The trade agreement between Mercosur and the European Union (EU) represents a structural challenge for the footwear, leather, and manufacturing sectors due to the competitive asymmetries between both blocs.
The main impact lies in the progressive tariff liberalization. For the footwear and leather goods sectors, tariff reduction schedules ranging from 10 to 15 years were agreed upon, with a more favorable timeline for the Latin American bloc, which will have a shorter adjustment period than the European side. This aims to grant the regional industry time to adapt to Europe’s high level of competitiveness, particularly from countries such as Italy and Spain, benchmarks in design and high-end products.
Among the key issues are the rules of origin, which establish specific requirements for products to be considered “originating” and thus eligible for benefits, such as having, for example, 60% domestic components. Another sensitive matter is the elimination of export duties on raw hides, which will facilitate EU access to South American raw materials.
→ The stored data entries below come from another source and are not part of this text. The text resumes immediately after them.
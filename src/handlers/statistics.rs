use actix_web::{HttpResponse, get, web};
use serde::Deserialize;

use crate::error::AppError;
use crate::state::AppState;
use crate::stats;

#[get("/api/statistics")]
pub async fn get_platform_statistics(
    app_state: web::Data<AppState>,
) -> Result<HttpResponse, AppError> {
    let donations = app_state.db.all_donations().await?;
    Ok(HttpResponse::Ok().json(stats::platform_statistics(&donations)))
}

#[derive(Debug, Deserialize)]
pub struct LeaderboardQuery {
    #[serde(default)]
    limit: Option<usize>,
}

#[get("/api/statistics/leaderboard")]
pub async fn get_donor_leaderboard(
    query: web::Query<LeaderboardQuery>,
    app_state: web::Data<AppState>,
) -> Result<HttpResponse, AppError> {
    let donations = app_state.db.all_donations().await?;
    let board = stats::donor_leaderboard(&donations, query.limit.unwrap_or(10));
    Ok(HttpResponse::Ok().json(board))
}
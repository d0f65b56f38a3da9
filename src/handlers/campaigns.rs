use actix_web::{HttpResponse, get, post, web};

use crate::error::AppError;
use crate::schema::NewCampaign;
use crate::state::AppState;

#[post("/api/campaign")]
pub async fn create_campaign(
    payload: web::Json<NewCampaign>,
    app_state: web::Data<AppState>,
) -> Result<HttpResponse, AppError> {
    if payload.status.is_some() {
        log::debug!("Ignoring caller-supplied campaign status; creation forces ACTIVE");
    }
    let saved = app_state.db.save_campaign(&payload).await?;
    Ok(HttpResponse::Ok().json(saved))
}

// Must be registered before `get_campaigns_by_wallet` so "active" is not
// captured as a wallet address.
#[get("/api/campaign/active")]
pub async fn get_active_campaigns(
    app_state: web::Data<AppState>,
) -> Result<HttpResponse, AppError> {
    let campaigns = app_state.db.active_campaigns().await?;
    Ok(HttpResponse::Ok().json(campaigns))
}

#[get("/api/campaign/{walletAddress}")]
pub async fn get_campaigns_by_wallet(
    path: web::Path<String>,
    app_state: web::Data<AppState>,
) -> Result<HttpResponse, AppError> {
    let campaigns = app_state.db.campaigns_by_wallet(&path.into_inner()).await?;
    Ok(HttpResponse::Ok().json(campaigns))
}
While this benefits cattle producers and slaughterhouses, it creates tension with local tanneries, which fear supply shortages or increases in domestic costs.
The agreement also requires Mercosur to adapt to the EU’s strict environmental and sustainability standards.
In terms of productive asymmetry, the EU stands out for luxury goods and advanced process technologies, while Mercosur will compete based on volume and the quality of natural raw materials. In this way, the agreement pushes the regional sector toward productive specialization and forced modernization in order to avoid losing market share to high value-added European imports.